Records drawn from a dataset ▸
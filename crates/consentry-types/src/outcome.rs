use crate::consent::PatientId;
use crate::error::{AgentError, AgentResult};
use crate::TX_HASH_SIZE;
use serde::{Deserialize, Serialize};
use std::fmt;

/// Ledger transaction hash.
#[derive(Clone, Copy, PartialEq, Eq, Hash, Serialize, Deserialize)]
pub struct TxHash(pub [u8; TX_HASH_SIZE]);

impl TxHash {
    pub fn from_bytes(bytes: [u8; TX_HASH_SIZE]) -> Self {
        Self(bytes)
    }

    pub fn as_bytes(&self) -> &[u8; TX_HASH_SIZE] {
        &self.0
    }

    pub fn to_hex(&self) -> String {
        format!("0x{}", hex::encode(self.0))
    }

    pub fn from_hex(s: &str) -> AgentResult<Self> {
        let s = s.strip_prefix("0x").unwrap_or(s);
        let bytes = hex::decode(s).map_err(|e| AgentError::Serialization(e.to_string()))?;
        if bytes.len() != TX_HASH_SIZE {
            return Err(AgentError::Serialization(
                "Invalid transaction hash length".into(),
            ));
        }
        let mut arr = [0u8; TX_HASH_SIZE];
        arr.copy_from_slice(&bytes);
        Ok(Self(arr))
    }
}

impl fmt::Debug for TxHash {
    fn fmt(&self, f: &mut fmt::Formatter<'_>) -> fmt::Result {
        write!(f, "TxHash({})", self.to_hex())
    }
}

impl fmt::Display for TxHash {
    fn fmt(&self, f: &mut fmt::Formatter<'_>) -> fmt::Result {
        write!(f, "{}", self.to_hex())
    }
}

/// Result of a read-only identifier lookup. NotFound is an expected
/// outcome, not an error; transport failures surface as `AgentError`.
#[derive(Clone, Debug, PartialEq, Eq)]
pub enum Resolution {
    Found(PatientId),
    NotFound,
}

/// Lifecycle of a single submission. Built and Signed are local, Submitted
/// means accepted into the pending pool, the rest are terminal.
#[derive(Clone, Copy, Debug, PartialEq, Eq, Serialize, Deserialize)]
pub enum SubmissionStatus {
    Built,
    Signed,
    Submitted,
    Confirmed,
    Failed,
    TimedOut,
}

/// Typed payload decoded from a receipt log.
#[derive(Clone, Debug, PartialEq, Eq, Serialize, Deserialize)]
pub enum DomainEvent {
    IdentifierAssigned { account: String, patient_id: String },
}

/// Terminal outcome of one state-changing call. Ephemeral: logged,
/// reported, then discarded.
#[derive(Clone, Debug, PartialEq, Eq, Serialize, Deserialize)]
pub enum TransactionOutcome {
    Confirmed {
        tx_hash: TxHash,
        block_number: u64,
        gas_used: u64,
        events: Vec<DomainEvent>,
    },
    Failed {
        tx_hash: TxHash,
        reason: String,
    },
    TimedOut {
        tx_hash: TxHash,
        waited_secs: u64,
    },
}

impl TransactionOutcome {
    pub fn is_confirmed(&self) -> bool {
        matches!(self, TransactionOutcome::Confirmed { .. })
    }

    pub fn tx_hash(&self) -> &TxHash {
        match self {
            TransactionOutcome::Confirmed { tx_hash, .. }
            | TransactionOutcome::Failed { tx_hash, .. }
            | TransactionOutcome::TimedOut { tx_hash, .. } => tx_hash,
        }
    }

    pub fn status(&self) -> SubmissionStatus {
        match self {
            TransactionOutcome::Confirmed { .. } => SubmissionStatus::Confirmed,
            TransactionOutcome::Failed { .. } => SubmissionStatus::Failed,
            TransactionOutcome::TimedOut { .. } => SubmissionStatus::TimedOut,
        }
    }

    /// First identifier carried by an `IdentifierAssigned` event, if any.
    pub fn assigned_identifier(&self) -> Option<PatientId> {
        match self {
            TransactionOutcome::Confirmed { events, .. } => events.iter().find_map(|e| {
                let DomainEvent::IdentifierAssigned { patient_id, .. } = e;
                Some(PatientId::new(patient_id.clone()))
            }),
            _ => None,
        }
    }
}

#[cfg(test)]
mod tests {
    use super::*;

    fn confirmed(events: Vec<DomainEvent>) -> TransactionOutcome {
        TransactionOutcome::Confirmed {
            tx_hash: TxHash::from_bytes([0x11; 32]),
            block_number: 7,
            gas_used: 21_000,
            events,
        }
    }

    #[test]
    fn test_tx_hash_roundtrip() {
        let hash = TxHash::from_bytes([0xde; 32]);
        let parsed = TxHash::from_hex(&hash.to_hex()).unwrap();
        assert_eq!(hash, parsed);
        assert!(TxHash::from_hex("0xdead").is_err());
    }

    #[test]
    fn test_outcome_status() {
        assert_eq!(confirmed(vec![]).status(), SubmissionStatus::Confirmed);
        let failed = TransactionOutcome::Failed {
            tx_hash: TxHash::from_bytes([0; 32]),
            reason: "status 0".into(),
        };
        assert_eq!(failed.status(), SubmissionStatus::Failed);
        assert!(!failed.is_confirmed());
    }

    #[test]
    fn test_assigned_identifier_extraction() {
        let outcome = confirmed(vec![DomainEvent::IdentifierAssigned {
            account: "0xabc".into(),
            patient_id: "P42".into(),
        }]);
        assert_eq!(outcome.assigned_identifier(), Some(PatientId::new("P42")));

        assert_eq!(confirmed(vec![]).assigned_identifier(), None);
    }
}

ACTION ITEM ▸ Your task is to repeat the records exactly. Begin at their first line and stop after the line containing "Copy, Debug, PartialEq, Eq, Serialize, Deserialize)]".

EXERCISE OUTPUT ▸
filename crates/consentry-types/src/outcome.rs
use crate::consent::PatientId;
use crate::error::{AgentError, AgentResult};
use crate::TX_HASH_SIZE;
use serde::{Deserialize, Serialize};
use std::fmt;

/// Ledger transaction hash.
#[derive(Clone, Copy, PartialEq, Eq, Hash, Serialize, Deserialize)]
pub struct TxHash(pub [u8; TX_HASH_SIZE]);

impl TxHash {
    pub fn from_bytes(bytes: [u8; TX_HASH_SIZE]) -> Self {
        Self(bytes)
    }

    pub fn as_bytes(&self) -> &[u8; TX_HASH_SIZE] {
        &self.0
    }

    pub fn to_hex(&self) -> String {
        format!("0x{}", hex::encode(self.0))
    }

    pub fn from_hex(s: &str) -> AgentResult<Self> {
        let s = s.strip_prefix("0x").unwrap_or(s);
        let bytes = hex::decode(s).map_err(|e| AgentError::Serialization(e.to_string()))?;
        if bytes.len() != TX_HASH_SIZE {
            return Err(AgentError::Serialization(
                "Invalid transaction hash length".into(),
            ));
        }
        let mut arr = [0u8; TX_HASH_SIZE];
        arr.copy_from_slice(&bytes);
        Ok(Self(arr))
    }
}

impl fmt::Debug for TxHash {
    fn fmt(&self, f: &mut fmt::Formatter<'_>) -> fmt::Result {
        write!(f, "TxHash({})", self.to_hex())
    }
}

impl fmt::Display for TxHash {
    fn fmt(&self, f: &mut fmt::Formatter<'_>) -> fmt::Result {
        write!(f, "{}", self.to_hex())
    }
}

/// Result of a read-only identifier lookup. NotFound is an expected
/// outcome, not an error; transport failures surface as `AgentError`.
#[derive(Clone, Debug, PartialEq, Eq)]
pub enum Resolution {
    Found(PatientId),
    NotFound,
}

/// Lifecycle of a single submission. Built and Signed are local, Submitted
/// means accepted into the pending pool, the rest are terminal.
#[derive(Clone, Copy, Debug, PartialEq, Eq, Serialize, Deserialize)]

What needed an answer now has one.